Problem | Beginning with the line that contains "consumes their movement" in the material below, print each line exactly until the line that contains "let j = self.index(to.x, to.y).ok_or(WorldError::OutOfBounds" has been printed, then stop.

Given records |
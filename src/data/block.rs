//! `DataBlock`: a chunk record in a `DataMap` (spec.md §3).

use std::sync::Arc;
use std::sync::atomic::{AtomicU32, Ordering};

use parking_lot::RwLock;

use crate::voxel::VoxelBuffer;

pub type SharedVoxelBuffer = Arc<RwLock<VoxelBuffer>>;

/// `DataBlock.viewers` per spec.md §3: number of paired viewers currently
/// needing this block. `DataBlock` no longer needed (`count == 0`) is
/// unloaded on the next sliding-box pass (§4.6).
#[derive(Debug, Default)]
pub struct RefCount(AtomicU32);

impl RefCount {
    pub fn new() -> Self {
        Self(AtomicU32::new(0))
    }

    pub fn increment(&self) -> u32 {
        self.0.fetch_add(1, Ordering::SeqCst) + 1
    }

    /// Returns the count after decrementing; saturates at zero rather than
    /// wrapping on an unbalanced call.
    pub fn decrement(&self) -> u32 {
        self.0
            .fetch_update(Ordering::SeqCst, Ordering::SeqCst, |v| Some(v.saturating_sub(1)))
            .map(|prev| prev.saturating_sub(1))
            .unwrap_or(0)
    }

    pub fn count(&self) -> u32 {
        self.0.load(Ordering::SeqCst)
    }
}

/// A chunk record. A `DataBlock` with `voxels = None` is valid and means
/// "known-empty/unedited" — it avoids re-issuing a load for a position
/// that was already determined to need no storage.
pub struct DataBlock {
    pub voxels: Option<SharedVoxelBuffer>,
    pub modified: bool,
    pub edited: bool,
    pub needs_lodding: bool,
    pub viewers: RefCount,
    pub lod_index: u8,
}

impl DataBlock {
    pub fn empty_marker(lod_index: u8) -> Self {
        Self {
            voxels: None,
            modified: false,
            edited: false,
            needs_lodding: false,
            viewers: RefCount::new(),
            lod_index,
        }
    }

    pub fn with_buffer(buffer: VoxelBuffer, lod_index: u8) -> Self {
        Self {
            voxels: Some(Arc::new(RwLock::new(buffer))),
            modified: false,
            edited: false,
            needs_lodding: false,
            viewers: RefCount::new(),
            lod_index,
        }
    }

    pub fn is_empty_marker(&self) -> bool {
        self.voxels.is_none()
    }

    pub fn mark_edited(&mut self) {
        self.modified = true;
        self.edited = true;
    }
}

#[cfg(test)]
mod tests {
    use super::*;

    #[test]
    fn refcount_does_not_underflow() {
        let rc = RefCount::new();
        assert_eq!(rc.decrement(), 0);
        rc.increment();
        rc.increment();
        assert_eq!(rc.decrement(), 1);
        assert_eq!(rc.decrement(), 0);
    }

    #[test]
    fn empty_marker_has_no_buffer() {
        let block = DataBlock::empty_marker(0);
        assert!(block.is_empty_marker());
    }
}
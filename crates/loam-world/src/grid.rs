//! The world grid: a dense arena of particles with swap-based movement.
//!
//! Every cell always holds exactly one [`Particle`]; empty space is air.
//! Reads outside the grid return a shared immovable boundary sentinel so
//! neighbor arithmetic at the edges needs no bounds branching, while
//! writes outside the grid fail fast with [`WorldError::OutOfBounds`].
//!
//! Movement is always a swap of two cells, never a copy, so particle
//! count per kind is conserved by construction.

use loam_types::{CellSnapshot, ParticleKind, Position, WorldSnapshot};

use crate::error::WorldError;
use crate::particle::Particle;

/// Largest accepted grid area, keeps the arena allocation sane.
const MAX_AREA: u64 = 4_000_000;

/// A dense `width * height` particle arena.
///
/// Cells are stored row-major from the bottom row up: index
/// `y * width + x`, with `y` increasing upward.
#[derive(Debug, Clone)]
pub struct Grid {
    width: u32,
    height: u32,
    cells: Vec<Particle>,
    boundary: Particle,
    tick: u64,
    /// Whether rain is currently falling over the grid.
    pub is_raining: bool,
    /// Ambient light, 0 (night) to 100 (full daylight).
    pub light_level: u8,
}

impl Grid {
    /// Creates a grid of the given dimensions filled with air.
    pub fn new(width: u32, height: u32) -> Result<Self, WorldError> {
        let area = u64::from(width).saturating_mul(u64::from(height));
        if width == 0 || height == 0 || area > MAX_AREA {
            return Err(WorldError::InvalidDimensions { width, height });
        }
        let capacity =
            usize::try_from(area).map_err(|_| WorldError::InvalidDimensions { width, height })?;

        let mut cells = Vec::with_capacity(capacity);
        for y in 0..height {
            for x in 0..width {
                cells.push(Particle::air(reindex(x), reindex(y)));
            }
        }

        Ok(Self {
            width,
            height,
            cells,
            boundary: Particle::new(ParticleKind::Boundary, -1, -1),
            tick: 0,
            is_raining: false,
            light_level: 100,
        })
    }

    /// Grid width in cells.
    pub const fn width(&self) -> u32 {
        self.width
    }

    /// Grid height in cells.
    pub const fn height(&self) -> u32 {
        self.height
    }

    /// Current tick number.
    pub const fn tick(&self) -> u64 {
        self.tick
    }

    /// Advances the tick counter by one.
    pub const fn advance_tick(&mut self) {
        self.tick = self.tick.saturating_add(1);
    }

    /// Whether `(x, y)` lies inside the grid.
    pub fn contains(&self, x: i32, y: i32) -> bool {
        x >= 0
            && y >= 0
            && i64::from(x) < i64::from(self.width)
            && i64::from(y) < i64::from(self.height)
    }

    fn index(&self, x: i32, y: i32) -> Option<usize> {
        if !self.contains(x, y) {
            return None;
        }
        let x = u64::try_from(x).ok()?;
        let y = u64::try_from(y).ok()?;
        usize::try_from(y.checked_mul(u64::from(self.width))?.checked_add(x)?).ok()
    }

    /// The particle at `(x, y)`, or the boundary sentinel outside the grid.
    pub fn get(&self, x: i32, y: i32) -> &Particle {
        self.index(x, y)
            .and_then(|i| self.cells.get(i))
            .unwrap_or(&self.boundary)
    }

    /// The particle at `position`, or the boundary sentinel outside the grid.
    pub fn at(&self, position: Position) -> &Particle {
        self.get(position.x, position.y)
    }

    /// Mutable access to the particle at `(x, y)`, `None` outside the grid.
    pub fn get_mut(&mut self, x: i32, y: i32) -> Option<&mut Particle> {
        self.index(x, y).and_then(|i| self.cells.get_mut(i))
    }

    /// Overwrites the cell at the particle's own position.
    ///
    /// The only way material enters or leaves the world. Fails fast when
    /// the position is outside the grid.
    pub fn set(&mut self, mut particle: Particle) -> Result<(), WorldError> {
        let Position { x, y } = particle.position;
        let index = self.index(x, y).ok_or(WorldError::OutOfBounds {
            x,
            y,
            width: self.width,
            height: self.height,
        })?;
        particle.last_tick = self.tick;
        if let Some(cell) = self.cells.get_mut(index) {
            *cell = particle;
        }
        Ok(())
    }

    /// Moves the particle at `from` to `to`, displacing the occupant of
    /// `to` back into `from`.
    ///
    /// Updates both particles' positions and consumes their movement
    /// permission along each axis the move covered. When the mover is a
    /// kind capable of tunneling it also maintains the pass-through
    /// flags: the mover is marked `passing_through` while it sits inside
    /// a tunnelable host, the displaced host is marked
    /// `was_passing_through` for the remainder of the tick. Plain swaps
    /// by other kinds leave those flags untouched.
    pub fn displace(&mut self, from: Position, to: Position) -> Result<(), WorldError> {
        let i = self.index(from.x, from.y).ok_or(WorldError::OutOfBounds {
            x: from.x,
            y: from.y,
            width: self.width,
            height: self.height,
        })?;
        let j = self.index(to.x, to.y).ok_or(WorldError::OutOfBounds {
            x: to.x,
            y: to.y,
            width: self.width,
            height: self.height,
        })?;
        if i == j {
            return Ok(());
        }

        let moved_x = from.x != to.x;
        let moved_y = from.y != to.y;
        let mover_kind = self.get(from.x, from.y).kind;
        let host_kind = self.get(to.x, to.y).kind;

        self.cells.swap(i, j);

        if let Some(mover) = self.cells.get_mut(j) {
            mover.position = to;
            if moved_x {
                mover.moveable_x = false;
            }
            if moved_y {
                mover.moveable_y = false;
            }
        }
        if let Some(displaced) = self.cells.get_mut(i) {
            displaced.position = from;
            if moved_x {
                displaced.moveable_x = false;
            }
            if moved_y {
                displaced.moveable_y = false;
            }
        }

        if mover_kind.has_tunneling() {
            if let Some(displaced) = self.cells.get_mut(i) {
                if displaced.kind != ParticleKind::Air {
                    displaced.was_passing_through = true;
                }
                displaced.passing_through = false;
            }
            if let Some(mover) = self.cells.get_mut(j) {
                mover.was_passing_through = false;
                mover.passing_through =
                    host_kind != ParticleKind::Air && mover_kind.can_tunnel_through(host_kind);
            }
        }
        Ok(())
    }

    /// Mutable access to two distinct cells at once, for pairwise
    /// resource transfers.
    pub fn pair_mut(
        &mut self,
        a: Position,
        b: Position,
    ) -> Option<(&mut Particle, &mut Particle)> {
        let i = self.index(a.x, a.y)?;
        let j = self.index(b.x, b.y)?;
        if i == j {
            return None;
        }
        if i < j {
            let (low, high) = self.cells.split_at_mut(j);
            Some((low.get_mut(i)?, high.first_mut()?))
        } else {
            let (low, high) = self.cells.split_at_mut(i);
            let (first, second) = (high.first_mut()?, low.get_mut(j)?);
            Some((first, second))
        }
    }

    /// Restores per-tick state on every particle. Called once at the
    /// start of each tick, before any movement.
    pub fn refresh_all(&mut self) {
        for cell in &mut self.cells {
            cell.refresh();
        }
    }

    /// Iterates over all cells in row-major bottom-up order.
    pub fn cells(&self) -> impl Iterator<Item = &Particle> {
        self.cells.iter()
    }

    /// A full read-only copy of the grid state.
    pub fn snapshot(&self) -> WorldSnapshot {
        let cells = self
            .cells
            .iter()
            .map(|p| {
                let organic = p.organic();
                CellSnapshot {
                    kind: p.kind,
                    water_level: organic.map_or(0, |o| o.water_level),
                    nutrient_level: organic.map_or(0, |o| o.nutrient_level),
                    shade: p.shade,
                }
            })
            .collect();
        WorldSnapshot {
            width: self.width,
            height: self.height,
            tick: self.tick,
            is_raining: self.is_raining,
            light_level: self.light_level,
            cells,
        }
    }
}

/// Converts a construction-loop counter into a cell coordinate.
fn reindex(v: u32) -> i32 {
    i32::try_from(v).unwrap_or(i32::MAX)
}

Result |
    /// Updates both particles' positions and consumes their movement
    /// permission along each axis the move covered. When the mover is a
    /// kind capable of tunneling it also maintains the pass-through
    /// flags: the mover is marked `passing_through` while it sits inside
    /// a tunnelable host, the displaced host is marked
    /// `was_passing_through` for the remainder of the tick. Plain swaps
    /// by other kinds leave those flags untouched.
    pub fn displace(&mut self, from: Position, to: Position) -> Result<(), WorldError> {
        let i = self.index(from.x, from.y).ok_or(WorldError::OutOfBounds {
            x: from.x,
            y: from.y,
            width: self.width,
            height: self.height,
        })?;
        let j = self.index(to.x, to.y).ok_or(WorldError::OutOfBounds {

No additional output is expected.